● Work instructions
Search the material below for the word "scripts". Copy every line where it is found.
Start of Block
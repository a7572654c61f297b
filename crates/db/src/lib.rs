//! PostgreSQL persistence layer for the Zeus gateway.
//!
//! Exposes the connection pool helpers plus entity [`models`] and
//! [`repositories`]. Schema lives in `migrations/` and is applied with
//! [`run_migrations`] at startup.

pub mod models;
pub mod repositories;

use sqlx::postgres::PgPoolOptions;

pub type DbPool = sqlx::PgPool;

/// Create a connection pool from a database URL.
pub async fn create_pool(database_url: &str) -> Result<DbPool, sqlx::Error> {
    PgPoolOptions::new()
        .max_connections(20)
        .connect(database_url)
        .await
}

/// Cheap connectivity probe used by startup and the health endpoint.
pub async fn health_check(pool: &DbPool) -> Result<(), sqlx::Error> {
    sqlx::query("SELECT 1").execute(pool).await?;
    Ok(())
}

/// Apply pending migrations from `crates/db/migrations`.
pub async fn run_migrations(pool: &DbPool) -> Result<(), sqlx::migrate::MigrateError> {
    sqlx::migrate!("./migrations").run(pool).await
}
End of Block
Start of Block
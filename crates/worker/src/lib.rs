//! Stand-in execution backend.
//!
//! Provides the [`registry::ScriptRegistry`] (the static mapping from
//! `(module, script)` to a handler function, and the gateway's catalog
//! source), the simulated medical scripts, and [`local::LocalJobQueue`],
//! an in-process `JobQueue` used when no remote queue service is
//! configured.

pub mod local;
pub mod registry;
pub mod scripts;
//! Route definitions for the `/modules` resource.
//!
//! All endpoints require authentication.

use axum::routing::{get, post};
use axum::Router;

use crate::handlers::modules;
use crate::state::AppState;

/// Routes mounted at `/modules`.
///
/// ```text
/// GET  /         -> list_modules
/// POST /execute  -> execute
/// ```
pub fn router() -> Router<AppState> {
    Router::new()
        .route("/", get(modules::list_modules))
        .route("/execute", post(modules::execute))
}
End of Block
● Exercise output
//! source), the simulated medical scripts, and [`local::LocalJobQueue`],
pub mod scripts;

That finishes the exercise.